[pypy-commit] pypy py3.7: Merged in py3.7-bpo-29962 (pull request #681)

Thu Nov 7 07:36:41 EST 2019

Author: Armin Rigo <armin.rigo at gmail.com>
Branch: py3.7
Changeset: r97975:63e99c51c669
Date: 2019-11-07 12:36 +0000
http://bitbucket.org/pypy/pypy/changeset/63e99c51c669/

Log:	Merged in py3.7-bpo-29962 (pull request #681)

	bpo-29962: Implemented app-level math.remainder

diff --git a/pypy/module/math/app_math.py b/pypy/module/math/app_math.py
--- a/pypy/module/math/app_math.py
+++ b/pypy/module/math/app_math.py
@@ -47,3 +47,85 @@
     res, _, shift = _fac1(x)
     return res << shift
 
+
+def remainder(x, y):
+    """Difference between x and the closest integer multiple of y.
+
+    Return x - n*y where n*y is the closest integer multiple of y.
+    In the case where x is exactly halfway between two multiples of
+    y, the nearest even value of n is used. The result is always exact."""
+
+    from math import copysign, fabs, fmod, isfinite, isinf, isnan, nan
+
+    x = float(x)
+    y = float(y)
+
+    # Deal with most common case first.
+    if isfinite(x) and isfinite(y):
+        if y == 0.0:
+            # return nan
+            # Merging the logic from math_2 in CPython's mathmodule.c
+            # nan returned and x and y both not nan -> domain error
+            raise ValueError("math domain error")
+        
+        absx = fabs(x)
+        absy = fabs(y)
+        m = fmod(absx, absy)
+
+        # Warning: some subtlety here. What we *want* to know at this point is
+        # whether the remainder m is less than, equal to, or greater than half
+        # of absy. However, we can't do that comparison directly because we
+        # can't be sure that 0.5*absy is representable (the mutiplication
+        # might incur precision loss due to underflow). So instead we compare
+        # m with the complement c = absy - m: m < 0.5*absy if and only if m <
+        # c, and so on. The catch is that absy - m might also not be
+        # representable, but it turns out that it doesn't matter:
+        # - if m > 0.5*absy then absy - m is exactly representable, by
+        #     Sterbenz's lemma, so m > c
+        # - if m == 0.5*absy then again absy - m is exactly representable
+        #     and m == c
+        # - if m < 0.5*absy then either (i) 0.5*absy is exactly representable,
+        #     in which case 0.5*absy < absy - m, so 0.5*absy <= c and hence m <
+        #     c, or (ii) absy is tiny, either subnormal or in the lowest normal
+        #     binade.

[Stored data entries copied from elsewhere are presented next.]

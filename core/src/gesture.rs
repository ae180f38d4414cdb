//! Gesture composition: pure functions that expand one semantic motion
//! into a short ordered list of scheduled motor events.
//!
//! Builders never touch hardware. Each returns the event list plus the
//! instant of its last scheduled state change, so callers can chain
//! gestures back-to-back without overlap.

use std::time::{Duration, Instant};

use serde::{Deserialize, Serialize};

use crate::event::{MotorEvent, ScheduledEvent};
use crate::motor::{Direction, Motor};

pub const FULL_SPEED: u8 = 255;

/// Parameters for a single head swing.
#[derive(Debug, Clone, Copy, Serialize, Deserialize)]
pub struct HeadParams {
    pub speed: u8,
    /// Time the channel stays energized while the head travels.
    pub travel: Duration,
    /// `true` swings the head out, `false` swings it back in.
    pub open: bool,
    /// Release the channel at the end of the swing.
    pub release: bool,
}

impl Default for HeadParams {
    fn default() -> Self {
        Self {
            speed: FULL_SPEED,
            travel: Duration::from_millis(300),
            open: true,
            release: true,
        }
    }
}

/// Parameters for one mouth or tail flap: out, dwell, back.
#[derive(Debug, Clone, Copy, Serialize, Deserialize)]
pub struct FlapParams {
    pub speed: u8,
    /// Outward (and return) stroke time.
    pub travel: Duration,
    /// Dwell between the outward and return strokes.
    pub hold: Duration,
    pub release: bool,
}

impl FlapParams {
    pub fn mouth() -> Self {
        Self {
            speed: FULL_SPEED,
            travel: Duration::from_millis(120),
            hold: Duration::from_millis(150),
            release: true,
        }
    }

    pub fn tail() -> Self {
        Self {
            speed: FULL_SPEED,
            travel: Duration::from_millis(120),
            hold: Duration::from_millis(100),
            release: true,
        }
    }
}

/// Parameters for the manual exercise sequence.
#[derive(Debug, Clone, Copy, Serialize, Deserialize)]
pub struct ExerciseParams {
    pub speed: u8,
    /// Time per stroke and per pause between strokes.
    pub dwell: Duration,
    pub cycles: u32,
    /// Start with the backward stroke instead of the forward one.
    pub reverse_first: bool,
}

impl Default for ExerciseParams {
    fn default() -> Self {
        Self {
            speed: FULL_SPEED,
            dwell: Duration::from_millis(300),
            cycles: 3,
            reverse_first: false,
        }
    }
}

fn se(at: Instant, event: MotorEvent) -> ScheduledEvent {
    ScheduledEvent { at, event }
}

/// One head swing starting at `t0`. Backward opens the head, forward
/// closes it. Returns the final instant, `t0 + travel`.
pub fn head_move(t0: Instant, p: &HeadParams) -> (Vec<ScheduledEvent>, Instant) {
    let dir = if p.open {
        Direction::Backward
    } else {
        Direction::Forward
    };
    let end = t0 + p.travel;
    let mut events = vec![
        se(t0, MotorEvent::speed_and_run(Motor::Head, p.speed, dir)),
        se(end, MotorEvent::speed(Motor::Head, 0)),
    ];
    if p.release {
        events.push(se(end, MotorEvent::run(Motor::Head, Direction::Release)));
    }
    (events, end)
}

/// One mouth flap starting at `t0`. Final instant: `t0 + 2*travel + hold`.
pub fn mouth_flap(t0: Instant, p: &FlapParams) -> (Vec<ScheduledEvent>, Instant) {
    flap(Motor::Mouth, t0, p)
}

/// One tail flap starting at `t0`. Final instant: `t0 + 2*travel + hold`.
pub fn tail_flap(t0: Instant, p: &FlapParams) -> (Vec<ScheduledEvent>, Instant) {
    flap(Motor::Tail, t0, p)
}

fn flap(motor: Motor, t0: Instant, p: &FlapParams) -> (Vec<ScheduledEvent>, Instant) {
    let mut events = Vec::with_capacity(5);
    let mut t = t0;
    events.push(se(
        t,
        MotorEvent::speed_and_run(motor, p.speed, Direction::Forward),
    ));
    t += p.travel;
    events.push(se(t, MotorEvent::speed(motor, 0)));
    t += p.hold;
    events.push(se(
        t,
        MotorEvent::speed_and_run(motor, p.speed, Direction::Backward),
    ));
    t += p.travel;
    events.push(se(t, MotorEvent::speed(motor, 0)));
    if p.release {
        events.push(se(t, MotorEvent::run(motor, Direction::Release)));
    }
    (events, t)
}

/// Manual test sequence: `cycles` repetitions of stroke / stop / reverse
/// stroke / stop, then a release. Used to verify a channel end to end.
pub fn exercise(motor: Motor, t0: Instant, p: &ExerciseParams) -> (Vec<ScheduledEvent>, Instant) {
    let (first, second) = if p.reverse_first {
        (Direction::Backward, Direction::Forward)
    } else {
        (Direction::Forward, Direction::Backward)
    };

    let mut events = Vec::with_capacity(p.cycles as usize * 4 + 1);
    let mut t = t0;
    for _ in 0..p.cycles {
        events.push(se(t, MotorEvent::speed_and_run(motor, p.speed, first)));
        t += p.dwell;
        events.push(se(t, MotorEvent::speed(motor, 0)));
        t += p.dwell;
        events.push(se(t, MotorEvent::speed_and_run(motor, p.speed, second)));
        t += p.dwell;
        events.push(se(t, MotorEvent::speed(motor, 0)));
        t += p.dwell;
    }
    events.push(se(t, MotorEvent::run(motor, Direction::Release)));
    (events, t)
}

#[cfg(test)]
mod tests {
    use super::*;

    #[test]
    fn head_move_returns_travel_end() {
        let t0 = Instant::now();
        let p = HeadParams {
            travel: Duration::from_millis(300),
            release: false,
            ..HeadParams::default()
        };
        let (events, end) = head_move(t0, &p);

        assert_eq!(end, t0 + Duration::from_millis(300));
        assert_eq!(events.len(), 2);
        assert_eq!(events[0].at, t0);
        assert_eq!(
            events[0].event,
            MotorEvent::speed_and_run(Motor::Head, FULL_SPEED, Direction::Backward)
        );
        assert_eq!(events[1].at, end);
        assert_eq!(events[1].event, MotorEvent::speed(Motor::Head, 0));
    }

    #[test]
    fn head_close_runs_forward_and_releases() {
        let t0 = Instant::now();
        let p = HeadParams {
            open: false,
            ..HeadParams::default()
        };
        let (events, end) = head_move(t0, &p);

        assert_eq!(events.len(), 3);
        assert_eq!(events[0].event.run, Some(Direction::Forward));
        assert_eq!(
            events[2].event,
            MotorEvent::run(Motor::Head, Direction::Release)
        );
        assert_eq!(events[2].at, end);
    }

    #[test]
    fn flap_shape_and_final_instant() {
        let t0 = Instant::now();
        let p = FlapParams::mouth();
        let (events, end) = mouth_flap(t0, &p);

        assert_eq!(end, t0 + p.travel * 2 + p.hold);
        assert_eq!(events.len(), 5);
        assert_eq!(events[0].event.run, Some(Direction::Forward));
        assert_eq!(events[1].event, MotorEvent::speed(Motor::Mouth, 0));
        assert_eq!(events[1].at, t0 + p.travel);
        assert_eq!(events[2].event.run, Some(Direction::Backward));
        assert_eq!(events[2].at, t0 + p.travel + p.hold);
        assert_eq!(events[4].event.run, Some(Direction::Release));
    }

    #[test]
    fn chained_gestures_do_not_overlap() {
        let t0 = Instant::now();
        let p = FlapParams {
            release: false,
            ..FlapParams::tail()
        };
        let (first, mid) = tail_flap(t0, &p);
        let (second, _) = tail_flap(mid, &p);

        let first_last = first.last().unwrap().at;
        let second_first = second.first().unwrap().at;
        assert!(second_first >= first_last);
    }

    #[test]
    fn exercise_runs_every_cycle() {
        let t0 = Instant::now();
        let p = ExerciseParams {
            cycles: 3,
            ..ExerciseParams::default()
        };
        let (events, end) = exercise(Motor::Tail, t0, &p);

        assert_eq!(events.len(), 3 * 4 + 1);
        assert_eq!(end, t0 + p.dwell * 12);
        assert_eq!(
            events.last().unwrap().event,
            MotorEvent::run(Motor::Tail, Direction::Release)
        );
    }

    #[test]
    fn exercise_reverse_first_flips_strokes() {
        let t0 = Instant::now();
        let p = ExerciseParams {
            reverse_first: true,
            cycles: 1,
            ..ExerciseParams::default()
        };
        let (events, _) = exercise(Motor::Head, t0, &p);

        assert_eq!(events[0].event.run, Some(Direction::Backward));
        assert_eq!(events[2].event.run, Some(Direction::Forward));
    }
}
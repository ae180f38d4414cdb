//! The speak pipeline: voice resolution, synthesis, onset mapping, and
//! playback with the gesture timeline anchored to the first sample.

use std::collections::{HashMap, VecDeque};
use std::sync::Arc;
use std::time::{Duration, Instant};

use parking_lot::Mutex;
use tokio::task;
use tracing::{debug, info};

use bassline_core::gesture::HeadParams;
use bassline_core::track::{self, AccentParams, TrackParams};
use bassline_core::{BasslineError, Result, Scheduler};

use crate::clip::AudioClip;
use crate::onset::OnsetDetector;
use crate::sink::AudioSink;
use crate::tts::TtsEngine;
use crate::voice;

/// Speak pipeline tuning.
#[derive(Debug, Clone)]
pub struct SpeakerConfig {
    /// Pause after playback before the next utterance may start.
    pub settle: Duration,
    /// Bound on the in-memory synthesis cache, in utterances.
    pub cache_capacity: usize,
    /// Head cue raised at the start of each utterance. Left un-released so
    /// the head stays up while the rig talks; shutdown releases it.
    pub head_cue: HeadParams,
    pub track: TrackParams,
    /// Decorative tail flaps over the utterance; `None` disables them.
    pub accents: Option<AccentParams>,
}

impl Default for SpeakerConfig {
    fn default() -> Self {
        Self {
            settle: Duration::from_millis(500),
            cache_capacity: 128,
            head_cue: HeadParams {
                release: false,
                ..HeadParams::default()
            },
            track: TrackParams::default(),
            accents: Some(AccentParams::default()),
        }
    }
}

type CacheEntry = (Arc<Vec<u8>>, Arc<Vec<f32>>);

// Bounded map of (text, voice) -> (audio bytes, onset timeline with
// sentinel); oldest entry evicted first.
struct TtsCache {
    entries: HashMap<(String, String), CacheEntry>,
    order: VecDeque<(String, String)>,
    capacity: usize,
}

impl TtsCache {
    fn new(capacity: usize) -> Self {
        Self {
            entries: HashMap::new(),
            order: VecDeque::new(),
            capacity: capacity.max(1),
        }
    }

    fn get(&self, key: &(String, String)) -> Option<CacheEntry> {
        self.entries.get(key).cloned()
    }

    fn insert(&mut self, key: (String, String), entry: CacheEntry) {
        if self.entries.insert(key.clone(), entry).is_none() {
            self.order.push_back(key);
        }
        while self.entries.len() > self.capacity {
            match self.order.pop_front() {
                Some(oldest) => {
                    self.entries.remove(&oldest);
                }
                None => break,
            }
        }
    }
}

/// Drives one utterance at a time through synthesis, playback, and the
/// gesture timeline.
pub struct Speaker {
    sched: Arc<Scheduler>,
    tts: Arc<dyn TtsEngine>,
    detector: Arc<dyn OnsetDetector>,
    sink: Arc<dyn AudioSink>,
    cache: Mutex<TtsCache>,
    // One full utterance (audio + gesture timeline) in flight at a time.
    utterance: tokio::sync::Mutex<()>,
    cfg: SpeakerConfig,
}

impl Speaker {
    pub fn new(
        sched: Arc<Scheduler>,
        tts: Arc<dyn TtsEngine>,
        detector: Arc<dyn OnsetDetector>,
        sink: Arc<dyn AudioSink>,
        cfg: SpeakerConfig,
    ) -> Self {
        let cache = Mutex::new(TtsCache::new(cfg.cache_capacity));
        Self {
            sched,
            tts,
            detector,
            sink,
            cache,
            utterance: tokio::sync::Mutex::new(()),
            cfg,
        }
    }

    pub fn scheduler(&self) -> &Arc<Scheduler> {
        &self.sched
    }

    /// Speaks `text` with the voice resolved from `voice_query`, falling
    /// back to English. See [`Speaker::speak_with_voice`].
    pub async fn speak(&self, text: &str, voice_query: &str) -> Result<()> {
        let voice = voice::lookup_or_english(voice_query);
        self.speak_with_voice(text, voice.name).await
    }

    /// Speaks `text` with an exact voice id, animating mouth and tail to
    /// the audio. Returns after playback has finished and the settle pause
    /// elapsed. Synthesis and decode failures propagate before any gesture
    /// is scheduled.
    pub async fn speak_with_voice(&self, text: &str, voice_id: &str) -> Result<()> {
        if text.trim().is_empty() {
            return Ok(());
        }
        let _utterance = self.utterance.lock().await;
        info!(target: "speak", voice_id, text, "speaking");

        // Synthesize (or reuse) and derive the onset timeline first: a
        // failed utterance must produce no motion at all.
        let (audio, onsets) = self.fetch(text, voice_id).await?;
        let clip = Arc::new(AudioClip::from_wav(&audio)?);

        // Raise the head as a visible cue that an utterance is coming,
        // after dropping whatever a previous utterance left scheduled.
        self.sched.clear_pending();
        let cue_done = self.sched.move_head(&self.cfg.head_cue);

        // Let the head cue finish before sound starts.
        tokio::time::sleep_until(cue_done.into()).await;

        // Playback blocks on a separate thread; the pre-play hook anchors
        // the mouth track at the true start of audio.
        let sched = Arc::clone(&self.sched);
        let sink = Arc::clone(&self.sink);
        let clip_for_playback = Arc::clone(&clip);
        let track_params = self.cfg.track;
        let accent_params = self.cfg.accents;
        let duration = clip.duration_secs();

        let played = task::spawn_blocking(move || {
            let on_start = Box::new(move || {
                let t_base = Instant::now();
                let mut events = track::mouth_track(t_base, t_base, &onsets, &track_params);
                if let Some(p) = accent_params {
                    let end = t_base + Duration::from_secs_f32(duration);
                    events.extend(track::tail_accents(t_base, end, &p));
                }
                debug!(target: "speak", scheduled = events.len(), "gesture timeline anchored");
                sched.push_all(events);
            });
            sink.play(&clip_for_playback, on_start)
        })
        .await
        .map_err(|e| BasslineError::PlaybackError(format!("playback task failed: {e}")))?;
        played?;

        tokio::time::sleep(self.cfg.settle).await;
        Ok(())
    }

    // Returns cached audio + onsets for the utterance, or synthesizes,
    // detects, and caches them. The onset list ends with the
    // end-of-content sentinel.
    async fn fetch(&self, text: &str, voice_id: &str) -> Result<CacheEntry> {
        let key = (text.to_string(), voice_id.to_string());
        if let Some(hit) = self.cache.lock().get(&key) {
            debug!(target: "speak", "synthesis cache hit");
            return Ok(hit);
        }

        let audio = self.tts.synthesize(text, voice_id).await?;
        let clip = AudioClip::from_wav(&audio)?;
        let mut onsets = self.detector.detect(&clip)?;
        onsets.push(clip.duration_secs());

        let entry: CacheEntry = (Arc::new(audio), Arc::new(onsets));
        self.cache.lock().insert(key, entry.clone());
        Ok(entry)
    }
}

#[cfg(test)]
mod tests {
    use super::*;

    fn entry(tag: u8) -> CacheEntry {
        (Arc::new(vec![tag]), Arc::new(vec![tag as f32]))
    }

    fn key(s: &str) -> (String, String) {
        (s.to_string(), "Joanna".to_string())
    }

    #[test]
    fn cache_evicts_oldest_entry() {
        let mut cache = TtsCache::new(2);
        cache.insert(key("a"), entry(1));
        cache.insert(key("b"), entry(2));
        cache.insert(key("c"), entry(3));

        assert!(cache.get(&key("a")).is_none());
        assert!(cache.get(&key("b")).is_some());
        assert!(cache.get(&key("c")).is_some());
    }

    #[test]
    fn cache_overwrite_does_not_duplicate_order() {
        let mut cache = TtsCache::new(2);
        cache.insert(key("a"), entry(1));
        cache.insert(key("a"), entry(2));
        cache.insert(key("b"), entry(3));
        cache.insert(key("c"), entry(4));

        // "a" was the oldest and is gone; the rest survive.
        assert!(cache.get(&key("a")).is_none());
        assert!(cache.get(&key("b")).is_some());
        assert!(cache.get(&key("c")).is_some());
    }
}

Then absy - m is exactly representable and again m < c.
+
+        c = absy - m
+        if m < c:
+            r = m
+        elif m > c:
+            r = -c
+        else:
+            # Here absx is exactly halfway between two multiples of absy,
+            # and we need to choose the even multiple. x now has the form
+            #     absx = n * absy + m
+            # for some integer n (recalling that m = 0.5*absy at this point).
+            # If n is even we want to return m; if n is odd, we need to
+            # return -m.
+            # So
+            #     0.5 * (absx - m) = (n/2) * absy
+            # and now reducing modulo absy gives us:
+            #                                     | m, if n is odd
+            #     fmod(0.5 * (absx - m), absy) = |
+            #                                     | 0, if n is even
+            # Now m - 2.0 * fmod(...) gives the desired result: m
+            # if n is even, -m if m is odd.
+            # Note that all steps in fmod(0.5 * (absx - m), absy)
+            # will be computed exactly, with no rounding error
+            # introduced.
+            assert m == c
+            r = m - 2.0 * fmod(0.5 * (absx - m), absy)
+        return copysign(1.0, x) * r
+    
+    # Special values.
+    if isnan(x):
+        return x
+    if isnan(y):
+        return y
+    if isinf(x):
+        # return nan
+        # Merging the logic from math_2 in CPython's mathmodule.c
+        # nan returned and x and y both not nan -> domain error
+        raise ValueError("math domain error")
+    assert isinf(y)
+    return x
+ 
\ No newline at end of file
diff --git a/pypy/module/math/moduledef.py b/pypy/module/math/moduledef.py
--- a/pypy/module/math/moduledef.py
+++ b/pypy/module/math/moduledef.py
@@ -5,6 +5,7 @@
 class Module(MixedModule):
     appleveldefs = {
        'factorial' : 'app_math.factorial',
+       'remainder' : 'app_math.remainder',
     }
 
     interpleveldefs = {
diff --git a/pypy/module/math/test/test_math.py b/pypy/module/math/test/test_math.py
--- a/pypy/module/math/test/test_math.py
+++ b/pypy/module/math/test/test_math.py
@@ -386,3 +386,17 @@
     def test_pi_tau(self):
         import math
         assert math.tau == math.pi * 2.0
+
+    def test_remainder(self):
+        import math
+        assert math.remainder(3, math.pi) == 3 - math.pi
+        assert math.remainder(-3, math.pi) == math.pi - 3
+        assert math.remainder(3, -math.pi) == 3 - math.pi
+        assert math.remainder(4, math.pi) == 4 - math.pi
+        assert math.remainder(6, math.pi) == 6 - 2 * math.pi
+        assert math.remainder(3, math.inf) == 3
+        assert math.remainder(3, -math.inf) == 3
+        assert math.isnan(math.remainder(3, math.nan))
+        assert math.isnan(math.remainder(math.nan, 3))
+        raises(ValueError, math.remainder, 3, 0)
+        raises(ValueError, math.remainder, math.inf, 3)